Stored data:
= Beginning of Section =
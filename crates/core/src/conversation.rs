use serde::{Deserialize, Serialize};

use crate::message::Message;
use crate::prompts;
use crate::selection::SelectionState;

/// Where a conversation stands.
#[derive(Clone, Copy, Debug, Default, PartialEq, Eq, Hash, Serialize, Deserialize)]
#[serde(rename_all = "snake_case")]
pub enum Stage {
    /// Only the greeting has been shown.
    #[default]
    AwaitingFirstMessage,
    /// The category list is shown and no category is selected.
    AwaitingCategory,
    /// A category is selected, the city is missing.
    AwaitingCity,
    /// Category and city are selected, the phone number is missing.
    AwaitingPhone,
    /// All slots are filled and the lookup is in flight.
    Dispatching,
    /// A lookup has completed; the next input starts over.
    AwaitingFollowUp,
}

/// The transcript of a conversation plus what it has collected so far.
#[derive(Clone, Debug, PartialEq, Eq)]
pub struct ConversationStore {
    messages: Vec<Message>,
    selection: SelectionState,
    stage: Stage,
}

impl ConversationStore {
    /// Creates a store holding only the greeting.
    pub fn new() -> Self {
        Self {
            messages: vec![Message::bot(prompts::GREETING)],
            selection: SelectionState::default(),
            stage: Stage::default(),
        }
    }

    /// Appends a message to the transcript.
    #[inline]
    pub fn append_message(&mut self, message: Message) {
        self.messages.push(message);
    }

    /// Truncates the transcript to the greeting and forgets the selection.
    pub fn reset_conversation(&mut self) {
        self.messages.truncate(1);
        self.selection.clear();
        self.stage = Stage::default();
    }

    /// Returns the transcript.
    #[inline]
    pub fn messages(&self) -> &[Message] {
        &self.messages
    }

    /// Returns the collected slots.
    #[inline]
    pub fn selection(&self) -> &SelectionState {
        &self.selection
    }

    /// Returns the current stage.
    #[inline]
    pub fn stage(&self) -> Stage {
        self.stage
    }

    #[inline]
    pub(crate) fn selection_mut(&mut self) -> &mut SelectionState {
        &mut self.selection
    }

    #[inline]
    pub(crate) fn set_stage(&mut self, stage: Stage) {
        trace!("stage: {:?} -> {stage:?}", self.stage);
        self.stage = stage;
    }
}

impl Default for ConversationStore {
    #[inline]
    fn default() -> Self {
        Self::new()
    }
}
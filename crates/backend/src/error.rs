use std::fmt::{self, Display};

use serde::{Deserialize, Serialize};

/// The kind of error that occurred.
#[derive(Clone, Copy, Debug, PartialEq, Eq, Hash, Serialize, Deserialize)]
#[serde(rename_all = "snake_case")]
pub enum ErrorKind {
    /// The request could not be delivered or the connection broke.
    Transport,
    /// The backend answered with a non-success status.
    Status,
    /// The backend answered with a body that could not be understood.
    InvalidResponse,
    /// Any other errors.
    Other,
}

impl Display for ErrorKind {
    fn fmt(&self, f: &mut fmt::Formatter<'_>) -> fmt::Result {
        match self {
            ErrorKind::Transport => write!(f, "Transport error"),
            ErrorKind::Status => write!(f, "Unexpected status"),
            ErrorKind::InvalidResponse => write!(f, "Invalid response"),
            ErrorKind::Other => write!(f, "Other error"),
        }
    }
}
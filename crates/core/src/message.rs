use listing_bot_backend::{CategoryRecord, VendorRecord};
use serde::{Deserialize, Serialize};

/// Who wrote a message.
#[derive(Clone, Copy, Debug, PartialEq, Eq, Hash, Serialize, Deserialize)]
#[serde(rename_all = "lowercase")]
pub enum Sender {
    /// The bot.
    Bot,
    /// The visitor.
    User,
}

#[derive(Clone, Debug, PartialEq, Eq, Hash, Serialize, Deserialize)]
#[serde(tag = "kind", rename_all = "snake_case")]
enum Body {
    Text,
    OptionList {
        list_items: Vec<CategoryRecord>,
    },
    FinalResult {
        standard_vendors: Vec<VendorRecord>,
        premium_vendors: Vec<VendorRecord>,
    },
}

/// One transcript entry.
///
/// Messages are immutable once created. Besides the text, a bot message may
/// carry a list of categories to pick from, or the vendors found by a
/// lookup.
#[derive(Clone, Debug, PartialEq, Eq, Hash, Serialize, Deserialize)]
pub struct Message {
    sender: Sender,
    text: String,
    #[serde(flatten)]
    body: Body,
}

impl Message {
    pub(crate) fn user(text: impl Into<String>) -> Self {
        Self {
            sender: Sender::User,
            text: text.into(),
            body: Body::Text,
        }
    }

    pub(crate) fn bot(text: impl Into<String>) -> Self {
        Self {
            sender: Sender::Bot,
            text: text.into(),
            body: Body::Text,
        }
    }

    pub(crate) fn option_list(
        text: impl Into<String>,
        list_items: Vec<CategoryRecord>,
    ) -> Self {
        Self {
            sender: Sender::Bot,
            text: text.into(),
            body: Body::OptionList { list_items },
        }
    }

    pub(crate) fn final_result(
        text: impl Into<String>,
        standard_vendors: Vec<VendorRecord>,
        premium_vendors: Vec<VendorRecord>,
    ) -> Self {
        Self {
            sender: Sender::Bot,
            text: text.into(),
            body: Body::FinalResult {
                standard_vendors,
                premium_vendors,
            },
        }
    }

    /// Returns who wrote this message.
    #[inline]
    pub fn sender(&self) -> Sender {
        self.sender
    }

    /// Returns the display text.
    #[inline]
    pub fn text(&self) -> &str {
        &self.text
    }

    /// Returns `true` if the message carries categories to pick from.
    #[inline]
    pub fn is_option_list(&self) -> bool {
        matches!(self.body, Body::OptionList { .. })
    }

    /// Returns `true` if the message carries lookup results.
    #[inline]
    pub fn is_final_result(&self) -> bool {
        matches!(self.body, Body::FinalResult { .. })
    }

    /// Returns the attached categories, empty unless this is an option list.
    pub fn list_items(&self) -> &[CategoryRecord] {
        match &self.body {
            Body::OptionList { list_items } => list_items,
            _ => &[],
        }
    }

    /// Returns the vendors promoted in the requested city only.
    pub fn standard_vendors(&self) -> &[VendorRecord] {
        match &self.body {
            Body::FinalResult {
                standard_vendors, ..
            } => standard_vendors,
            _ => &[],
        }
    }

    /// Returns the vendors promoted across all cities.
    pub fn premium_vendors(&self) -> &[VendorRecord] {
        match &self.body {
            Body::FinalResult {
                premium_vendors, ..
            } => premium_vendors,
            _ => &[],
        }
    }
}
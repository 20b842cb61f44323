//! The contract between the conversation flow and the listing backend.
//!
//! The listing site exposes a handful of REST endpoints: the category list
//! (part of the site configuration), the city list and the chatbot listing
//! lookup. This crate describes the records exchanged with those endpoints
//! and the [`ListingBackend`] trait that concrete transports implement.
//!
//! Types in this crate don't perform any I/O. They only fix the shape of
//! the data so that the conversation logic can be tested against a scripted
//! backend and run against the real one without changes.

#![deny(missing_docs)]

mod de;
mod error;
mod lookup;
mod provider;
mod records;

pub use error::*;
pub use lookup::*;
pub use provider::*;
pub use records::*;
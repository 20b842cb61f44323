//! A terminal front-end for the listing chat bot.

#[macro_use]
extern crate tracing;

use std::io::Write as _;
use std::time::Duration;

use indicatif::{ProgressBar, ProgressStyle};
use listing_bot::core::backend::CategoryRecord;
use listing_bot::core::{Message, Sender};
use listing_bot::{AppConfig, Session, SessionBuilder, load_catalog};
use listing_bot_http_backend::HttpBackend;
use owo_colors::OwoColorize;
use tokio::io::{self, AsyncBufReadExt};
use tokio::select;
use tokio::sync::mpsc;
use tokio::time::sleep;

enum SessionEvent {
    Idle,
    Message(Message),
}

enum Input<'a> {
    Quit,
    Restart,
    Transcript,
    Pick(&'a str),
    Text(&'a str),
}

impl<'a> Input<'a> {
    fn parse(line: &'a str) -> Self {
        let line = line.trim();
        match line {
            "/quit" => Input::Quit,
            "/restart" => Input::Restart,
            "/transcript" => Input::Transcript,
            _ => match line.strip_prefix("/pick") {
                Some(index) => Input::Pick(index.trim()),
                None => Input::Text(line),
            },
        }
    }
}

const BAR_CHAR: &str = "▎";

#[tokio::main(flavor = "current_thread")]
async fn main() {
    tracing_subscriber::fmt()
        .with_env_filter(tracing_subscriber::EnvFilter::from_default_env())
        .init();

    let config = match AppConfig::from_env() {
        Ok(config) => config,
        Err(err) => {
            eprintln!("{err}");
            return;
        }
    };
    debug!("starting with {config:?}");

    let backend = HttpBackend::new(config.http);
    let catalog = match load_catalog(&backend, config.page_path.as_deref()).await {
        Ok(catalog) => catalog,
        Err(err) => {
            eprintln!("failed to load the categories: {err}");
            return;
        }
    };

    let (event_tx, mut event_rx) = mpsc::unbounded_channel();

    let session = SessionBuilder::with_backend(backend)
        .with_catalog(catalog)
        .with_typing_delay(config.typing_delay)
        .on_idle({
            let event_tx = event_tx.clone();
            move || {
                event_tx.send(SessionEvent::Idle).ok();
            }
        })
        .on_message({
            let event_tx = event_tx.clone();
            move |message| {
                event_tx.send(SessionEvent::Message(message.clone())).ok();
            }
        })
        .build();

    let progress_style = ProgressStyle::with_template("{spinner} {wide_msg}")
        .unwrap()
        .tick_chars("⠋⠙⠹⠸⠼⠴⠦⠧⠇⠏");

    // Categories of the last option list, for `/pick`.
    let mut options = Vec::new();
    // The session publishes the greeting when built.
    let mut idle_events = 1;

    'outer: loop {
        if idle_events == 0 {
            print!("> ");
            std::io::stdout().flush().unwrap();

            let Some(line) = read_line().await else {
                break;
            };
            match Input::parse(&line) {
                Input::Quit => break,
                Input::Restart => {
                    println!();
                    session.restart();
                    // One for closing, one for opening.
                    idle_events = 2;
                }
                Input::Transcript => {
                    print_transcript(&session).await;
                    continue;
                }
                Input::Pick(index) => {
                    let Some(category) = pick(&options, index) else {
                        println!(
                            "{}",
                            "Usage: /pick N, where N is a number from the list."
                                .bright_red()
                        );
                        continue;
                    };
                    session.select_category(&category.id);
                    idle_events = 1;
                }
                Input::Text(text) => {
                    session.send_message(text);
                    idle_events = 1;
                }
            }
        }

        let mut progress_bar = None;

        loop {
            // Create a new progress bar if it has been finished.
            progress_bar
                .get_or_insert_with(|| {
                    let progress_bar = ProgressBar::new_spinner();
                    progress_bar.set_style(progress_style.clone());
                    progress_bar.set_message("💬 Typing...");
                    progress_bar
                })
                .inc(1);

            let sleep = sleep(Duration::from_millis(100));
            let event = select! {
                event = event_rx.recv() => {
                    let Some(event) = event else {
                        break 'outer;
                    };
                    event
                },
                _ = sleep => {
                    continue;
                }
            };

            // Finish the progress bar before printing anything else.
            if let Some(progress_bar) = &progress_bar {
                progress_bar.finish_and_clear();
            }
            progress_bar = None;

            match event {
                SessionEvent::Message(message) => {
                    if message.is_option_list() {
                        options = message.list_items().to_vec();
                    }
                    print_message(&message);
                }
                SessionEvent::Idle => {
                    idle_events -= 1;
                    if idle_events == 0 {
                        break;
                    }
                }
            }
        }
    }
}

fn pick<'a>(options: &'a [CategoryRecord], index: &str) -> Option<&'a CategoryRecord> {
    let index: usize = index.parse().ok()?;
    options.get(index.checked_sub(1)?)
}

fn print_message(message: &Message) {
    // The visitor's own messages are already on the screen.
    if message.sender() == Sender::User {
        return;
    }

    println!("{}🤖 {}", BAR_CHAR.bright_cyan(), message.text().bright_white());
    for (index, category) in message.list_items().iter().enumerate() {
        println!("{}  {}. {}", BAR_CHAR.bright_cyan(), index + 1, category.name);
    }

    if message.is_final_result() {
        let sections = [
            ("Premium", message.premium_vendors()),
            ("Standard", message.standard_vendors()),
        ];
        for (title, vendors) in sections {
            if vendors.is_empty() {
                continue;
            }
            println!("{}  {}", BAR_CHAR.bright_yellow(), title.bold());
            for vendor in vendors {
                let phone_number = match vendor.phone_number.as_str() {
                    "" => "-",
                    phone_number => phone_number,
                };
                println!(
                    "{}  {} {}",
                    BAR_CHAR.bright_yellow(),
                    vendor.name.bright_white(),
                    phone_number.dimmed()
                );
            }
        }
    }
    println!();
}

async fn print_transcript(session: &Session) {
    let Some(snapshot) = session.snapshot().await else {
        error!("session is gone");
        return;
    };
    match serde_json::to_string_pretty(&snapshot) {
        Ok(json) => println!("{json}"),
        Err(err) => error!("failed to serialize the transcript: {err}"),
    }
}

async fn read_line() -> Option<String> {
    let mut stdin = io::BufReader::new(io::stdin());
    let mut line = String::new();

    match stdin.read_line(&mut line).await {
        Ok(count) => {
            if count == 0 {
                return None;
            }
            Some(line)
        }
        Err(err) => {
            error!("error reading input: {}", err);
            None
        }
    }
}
= End of Section =
▸ WHAT THIS TASK INVOLVES
Copy exactly the lines from the top of the entries through the line with "number is missing." in it, please, keeping both ends and adding nothing.

▸ ANSWER TO THIS TASK
filename crates/core/src/conversation.rs
use serde::{Deserialize, Serialize};

use crate::message::Message;
use crate::prompts;
use crate::selection::SelectionState;

/// Where a conversation stands.
#[derive(Clone, Copy, Debug, Default, PartialEq, Eq, Hash, Serialize, Deserialize)]
#[serde(rename_all = "snake_case")]
pub enum Stage {
    /// Only the greeting has been shown.
    #[default]
    AwaitingFirstMessage,
    /// The category list is shown and no category is selected.
    AwaitingCategory,
    /// A category is selected, the city is missing.
    AwaitingCity,
    /// Category and city are selected, the phone number is missing.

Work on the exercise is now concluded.